- _GOAL OF THE EXERCISE_
Every line of the listing should be repeated exactly.

- _DATA_
┄┄┄┄┄┄

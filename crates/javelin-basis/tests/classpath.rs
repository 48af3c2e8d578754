//! Basis pipeline and classpath ordering behavior.

use std::cmp::Ordering;
use std::collections::HashMap;
use std::path::{Path, PathBuf};
use std::sync::Arc;

use javelin_basis::{calc_basis, calc_basis_with_aliases, ClasspathSource};
use javelin_core::{
    ClasspathArgs, CoordId, CoordSpec, DepsMap, Lib, ManifestInfo, ManifestKind, PathRef,
    ResolveArgs,
};
use javelin_ext::{Procurer, Registry};
use javelin_util::errors::{JavelinError, JavelinResult};

fn lib(s: &str) -> Lib {
    Lib::parse(s).unwrap()
}

/// Minimal in-memory procurer for `mvn` coordinates.
#[derive(Default)]
struct FakeProcurer {
    children: HashMap<(Lib, String), Vec<(Lib, CoordSpec)>>,
}

impl FakeProcurer {
    fn version_of<'c>(&self, lib: &Lib, coord: &'c CoordSpec) -> JavelinResult<&'c str> {
        match coord {
            CoordSpec::Version(v) => Ok(v),
            CoordSpec::Maven(m) => Ok(&m.version),
            _ => Err(JavelinError::Input {
                message: format!("fake procurer got a non-maven coordinate for {lib}"),
            }
            .into()),
        }
    }
}

impl Procurer for FakeProcurer {
    fn canonicalize(
        &self,
        lib: &Lib,
        coord: &CoordSpec,
        _config: &DepsMap,
    ) -> JavelinResult<(Lib, CoordSpec)> {
        self.version_of(lib, coord)?;
        Ok((lib.clone(), coord.clone()))
    }

    fn dep_id(&self, lib: &Lib, coord: &CoordSpec, _config: &DepsMap) -> JavelinResult<CoordId> {
        Ok(CoordId(self.version_of(lib, coord)?.to_string()))
    }

    fn manifest_type(
        &self,
        _lib: &Lib,
        _coord: &CoordSpec,
        _config: &DepsMap,
    ) -> JavelinResult<ManifestInfo> {
        Ok(ManifestInfo {
            kind: ManifestKind::Pom,
            root: None,
        })
    }

    fn coord_deps(
        &self,
        lib: &Lib,
        coord: &CoordSpec,
        _manifest: ManifestKind,
        _config: &DepsMap,
        _dir: &Path,
    ) -> JavelinResult<Vec<(Lib, CoordSpec)>> {
        let version = self.version_of(lib, coord)?.to_string();
        Ok(self
            .children
            .get(&(lib.clone(), version))
            .cloned()
            .unwrap_or_default())
    }

    fn coord_paths(
        &self,
        lib: &Lib,
        coord: &CoordSpec,
        _manifest: ManifestKind,
        _config: &DepsMap,
    ) -> JavelinResult<Vec<PathBuf>> {
        let version = self.version_of(lib, coord)?;
        Ok(vec![PathBuf::from(format!(
            "/repo/{}-{version}.jar",
            lib.artifact()
        ))])
    }

    fn compare_versions(
        &self,
        lib: &Lib,
        a: &CoordSpec,
        b: &CoordSpec,
        _config: &DepsMap,
    ) -> JavelinResult<Ordering> {
        Ok(self.version_of(lib, a)?.cmp(self.version_of(lib, b)?))
    }

    fn coord_summary(&self, _lib: &Lib, coord: &CoordSpec) -> String {
        format!("{coord:?}")
    }
}

fn registry(fake: FakeProcurer) -> Registry {
    let mut registry = Registry::new();
    registry.register("mvn", Arc::new(fake));
    registry
}

#[tokio::test]
async fn alias_extra_deps_reach_the_lib_map() {
    let edn = DepsMap::parse_toml(
        r#"
[deps]
"a/a" = "1.0"

[aliases.x.extra-deps]
"b/b" = "1.0"
"#,
    )
    .unwrap();

    let basis = calc_basis_with_aliases(&edn, &["x"], registry(FakeProcurer::default()), Path::new("."))
        .await
        .unwrap();
    assert!(basis.libs.contains(&lib("a/a")));
    assert!(basis.libs.contains(&lib("b/b")));
}

#[tokio::test]
async fn classpath_overrides_replace_lib_roots() {
    let edn = DepsMap::parse_toml(
        r#"
[deps]
"org.clojure/clojure" = "1.12.0"
"#,
    )
    .unwrap();
    let classpath_args = ClasspathArgs {
        classpath_overrides: [(lib("org.clojure/clojure"), "foo".to_string())]
            .into_iter()
            .collect(),
        ..Default::default()
    };

    let basis = calc_basis(
        &edn,
        ResolveArgs::default(),
        classpath_args,
        registry(FakeProcurer::default()),
        Path::new("."),
    )
    .await
    .unwrap();

    let roots = basis.classpath.roots();
    assert!(roots.contains(&&PathBuf::from("foo")));
    assert!(!roots.iter().any(|p| p.to_string_lossy().contains("clojure-1.12.0.jar")));
}

#[tokio::test]
async fn classpath_orders_paths_then_extra_paths_then_libs() {
    let edn = DepsMap::parse_toml(
        r#"
paths = ["src", ":clj-paths"]

[deps]
"a/a" = "1.0"

[aliases]
clj-paths = ["src/clj", "src/cljc"]
"#,
    )
    .unwrap();
    let classpath_args = ClasspathArgs {
        extra_paths: vec![PathRef::dir("test"), PathRef::dir("dev")],
        ..Default::default()
    };

    let basis = calc_basis(
        &edn,
        ResolveArgs::default(),
        classpath_args,
        registry(FakeProcurer::default()),
        Path::new("."),
    )
    .await
    .unwrap();

    let roots: Vec<String> = basis
        .classpath
        .roots()
        .iter()
        .map(|p| p.to_string_lossy().into_owned())
        .collect();
    assert_eq!(
        roots,
        vec!["src", "src/clj", "src/cljc", "test", "dev", "/repo/a-1.0.jar"]
    );

    // literal roots reached through a path alias carry that alias key
    let cljc = basis
        .classpath
        .iter()
        .find(|(p, _)| p == &PathBuf::from("src/cljc"))
        .unwrap();
    assert_eq!(cljc.1, ClasspathSource::PathKey("clj-paths".into()));

    let string = basis.classpath_string();
    let sep = if cfg!(windows) { ';' } else { ':' };
    assert_eq!(string.matches(sep).count(), 5);
    assert!(string.starts_with("src"));
}

#[tokio::test]
async fn unknown_path_alias_is_fatal() {
    let edn = DepsMap::parse_toml(r#"paths = [":nope"]"#).unwrap();
    let result = calc_basis(
        &edn,
        ResolveArgs::default(),
        ClasspathArgs::default(),
        registry(FakeProcurer::default()),
        Path::new("."),
    )
    .await;
    assert!(result.is_err());
}

#[tokio::test]
async fn alias_deps_pin_replaces_project_dep() {
    let mut fake = FakeProcurer::default();
    fake.children.insert(
        (lib("a/a"), "2.0".to_string()),
        vec![(lib("c/c"), CoordSpec::mvn("1.0"))],
    );
    let edn = DepsMap::parse_toml(
        r#"
[deps]
"a/a" = "1.0"

[aliases.pin.deps]
"a/a" = "2.0"
"#,
    )
    .unwrap();

    let basis = calc_basis_with_aliases(&edn, &["pin"], registry(fake), Path::new("."))
        .await
        .unwrap();
    match &basis.libs.get(&lib("a/a")).unwrap().coord.spec {
        CoordSpec::Version(v) => assert_eq!(v, "2.0"),
        CoordSpec::Maven(m) => assert_eq!(m.version, "2.0"),
        other => panic!("unexpected coord: {other:?}"),
    }
    // and the pinned version's children were expanded
    assert!(basis.libs.contains(&lib("c/c")));
}

#[tokio::test]
async fn basis_carries_trace_on_request() {
    let edn = DepsMap::parse_toml(
        r#"
[deps]
"a/a" = "1.0"
"#,
    )
    .unwrap();
    let basis = calc_basis(
        &edn,
        ResolveArgs {
            trace: true,
            ..Default::default()
        },
        ClasspathArgs::default(),
        registry(FakeProcurer::default()),
        Path::new("."),
    )
    .await
    .unwrap();

    let trace = basis.trace.as_ref().expect("trace requested");
    assert!(!trace.log.is_empty());
    let rendered = javelin_basis::tree::render_tree(trace, &Registry::new(), false);
    assert!(rendered.contains("a/a"));
}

┄┄┄┄┄┄

- _RESPONSE_
filename crates/javelin-basis/tests/classpath.rs
repository 48af3c2e8d578754
//! Basis pipeline and classpath ordering behavior.

use std::cmp::Ordering;
use std::collections::HashMap;
use std::path::{Path, PathBuf};
use std::sync::Arc;

use javelin_basis::{calc_basis, calc_basis_with_aliases, ClasspathSource};
use javelin_core::{
    ClasspathArgs, CoordId, CoordSpec, DepsMap, Lib, ManifestInfo, ManifestKind, PathRef,
    ResolveArgs,
};
use javelin_ext::{Procurer, Registry};
use javelin_util::errors::{JavelinError, JavelinResult};

fn lib(s: &str) -> Lib {
    Lib::parse(s).unwrap()
}

/// Minimal in-memory procurer for `mvn` coordinates.
#[derive(Default)]
struct FakeProcurer {
    children: HashMap<(Lib, String), Vec<(Lib, CoordSpec)>>,
}

impl FakeProcurer {
    fn version_of<'c>(&self, lib: &Lib, coord: &'c CoordSpec) -> JavelinResult<&'c str> {
        match coord {
            CoordSpec::Version(v) => Ok(v),
            CoordSpec::Maven(m) => Ok(&m.version),
            _ => Err(JavelinError::Input {
                message: format!("fake procurer got a non-maven coordinate for {lib}"),
            }
            .into()),
        }
    }
}

impl Procurer for FakeProcurer {
    fn canonicalize(
        &self,
        lib: &Lib,
        coord: &CoordSpec,
        _config: &DepsMap,
    ) -> JavelinResult<(Lib, CoordSpec)> {
        self.version_of(lib, coord)?;
        Ok((lib.clone(), coord.clone()))
    }

    fn dep_id(&self, lib: &Lib, coord: &CoordSpec, _config: &DepsMap) -> JavelinResult<CoordId> {
        Ok(CoordId(self.version_of(lib, coord)?.to_string()))
    }

    fn manifest_type(
        &self,
        _lib: &Lib,
        _coord: &CoordSpec,
        _config: &DepsMap,
    ) -> JavelinResult<ManifestInfo> {
        Ok(ManifestInfo {
            kind: ManifestKind::Pom,
            root: None,
        })
    }

    fn coord_deps(
        &self,
        lib: &Lib,
        coord: &CoordSpec,
        _manifest: ManifestKind,
        _config: &DepsMap,
        _dir: &Path,
    ) -> JavelinResult<Vec<(Lib, CoordSpec)>> {
        let version = self.version_of(lib, coord)?.to_string();
        Ok(self
            .children
            .get(&(lib.clone(), version))
            .cloned()
            .unwrap_or_default())
    }

    fn coord_paths(
        &self,
        lib: &Lib,
        coord: &CoordSpec,
        _manifest: ManifestKind,
        _config: &DepsMap,
    ) -> JavelinResult<Vec<PathBuf>> {
        let version = self.version_of(lib, coord)?;
        Ok(vec![PathBuf::from(format!(
            "/repo/{}-{version}.jar",
            lib.artifact()
        ))])
    }

    fn compare_versions(
        &self,
        lib: &Lib,
        a: &CoordSpec,
        b: &CoordSpec,
        _config: &DepsMap,
    ) -> JavelinResult<Ordering> {
        Ok(self.version_of(lib, a)?.cmp(self.version_of(lib, b)?))
    }

    fn coord_summary(&self, _lib: &Lib, coord: &CoordSpec) -> String {
        format!("{coord:?}")
    }
}

fn registry(fake: FakeProcurer) -> Registry {
    let mut registry = Registry::new();
    registry.register("mvn", Arc::new(fake));
    registry
}

#[tokio::test]
async fn alias_extra_deps_reach_the_lib_map() {
    let edn = DepsMap::parse_toml(
        r#"
[deps]
"a/a" = "1.0"

[aliases.x.extra-deps]
"b/b" = "1.0"
"#,
    )
    .unwrap();

    let basis = calc_basis_with_aliases(&edn, &["x"], registry(FakeProcurer::default()), Path::new("."))
        .await
        .unwrap();
    assert!(basis.libs.contains(&lib("a/a")));
    assert!(basis.libs.contains(&lib("b/b")));
}

#[tokio::test]
async fn classpath_overrides_replace_lib_roots() {
    let edn = DepsMap::parse_toml(
        r#"
[deps]
"org.clojure/clojure" = "1.12.0"
"#,
    )
    .unwrap();
    let classpath_args = ClasspathArgs {
        classpath_overrides: [(lib("org.clojure/clojure"), "foo".to_string())]
            .into_iter()
            .collect(),
        ..Default::default()
    };

    let basis = calc_basis(
        &edn,
        ResolveArgs::default(),
        classpath_args,
        registry(FakeProcurer::default()),
        Path::new("."),
    )
    .await
    .unwrap();

    let roots = basis.classpath.roots();
    assert!(roots.contains(&&PathBuf::from("foo")));
    assert!(!roots.iter().any(|p| p.to_string_lossy().contains("clojure-1.12.0.jar")));
}

#[tokio::test]
async fn classpath_orders_paths_then_extra_paths_then_libs() {
    let edn = DepsMap::parse_toml(
        r#"
paths = ["src", ":clj-paths"]

[deps]
"a/a" = "1.0"

[aliases]
clj-paths = ["src/clj", "src/cljc"]
"#,
    )
    .unwrap();
    let classpath_args = ClasspathArgs {
        extra_paths: vec![PathRef::dir("test"), PathRef::dir("dev")],
        ..Default::default()
    };

    let basis = calc_basis(
        &edn,
        ResolveArgs::default(),
        classpath_args,
        registry(FakeProcurer::default()),
        Path::new("."),
    )
    .await
    .unwrap();

    let roots: Vec<String> = basis
        .classpath
        .roots()
        .iter()
        .map(|p| p.to_string_lossy().into_owned())
        .collect();
    assert_eq!(
        roots,
        vec!["src", "src/clj", "src/cljc", "test", "dev", "/repo/a-1.0.jar"]
    );

    // literal roots reached through a path alias carry that alias key
    let cljc = basis
        .classpath
        .iter()
        .find(|(p, _)| p == &PathBuf::from("src/cljc"))
        .unwrap();
    assert_eq!(cljc.1, ClasspathSource::PathKey("clj-paths".into()));

    let string = basis.classpath_string();
    let sep = if cfg!(windows) { ';' } else { ':' };
    assert_eq!(string.matches(sep).count(), 5);
    assert!(string.starts_with("src"));
}

#[tokio::test]
async fn unknown_path_alias_is_fatal() {
    let edn = DepsMap::parse_toml(r#"paths = [":nope"]"#).unwrap();
    let result = calc_basis(
        &edn,
        ResolveArgs::default(),
        ClasspathArgs::default(),
        registry(FakeProcurer::default()),
        Path::new("."),
    )
    .await;
    assert!(result.is_err());
}

#[tokio::test]
async fn alias_deps_pin_replaces_project_dep() {
    let mut fake = FakeProcurer::default();
    fake.children.insert(
        (lib("a/a"), "2.0".to_string()),
        vec![(lib("c/c"), CoordSpec::mvn("1.0"))],
    );
    let edn = DepsMap::parse_toml(
        r#"
[deps]
"a/a" = "1.0"

[aliases.pin.deps]
"a/a" = "2.0"
"#,
    )
    .unwrap();

    let basis = calc_basis_with_aliases(&edn, &["pin"], registry(fake), Path::new("."))
        .await
        .unwrap();
    match &basis.libs.get(&lib("a/a")).unwrap().coord.spec {
        CoordSpec::Version(v) => assert_eq!(v, "2.0"),
        CoordSpec::Maven(m) => assert_eq!(m.version, "2.0"),
        other => panic!("unexpected coord: {other:?}"),
    }
    // and the pinned version's children were expanded
    assert!(basis.libs.contains(&lib("c/c")));
}

#[tokio::test]
async fn basis_carries_trace_on_request() {
    let edn = DepsMap::parse_toml(
        r#"
[deps]
"a/a" = "1.0"
"#,
    )
    .unwrap();
    let basis = calc_basis(
        &edn,
        ResolveArgs {
            trace: true,
            ..Default::default()
        },
        ClasspathArgs::default(),
        registry(FakeProcurer::default()),
        Path::new("."),
    )
    .await
    .unwrap();

    let trace = basis.trace.as_ref().expect("trace requested");
    assert!(!trace.log.is_empty());
    let rendered = javelin_basis::tree::render_tree(trace, &Registry::new(), false);
    assert!(rendered.contains("a/a"));
}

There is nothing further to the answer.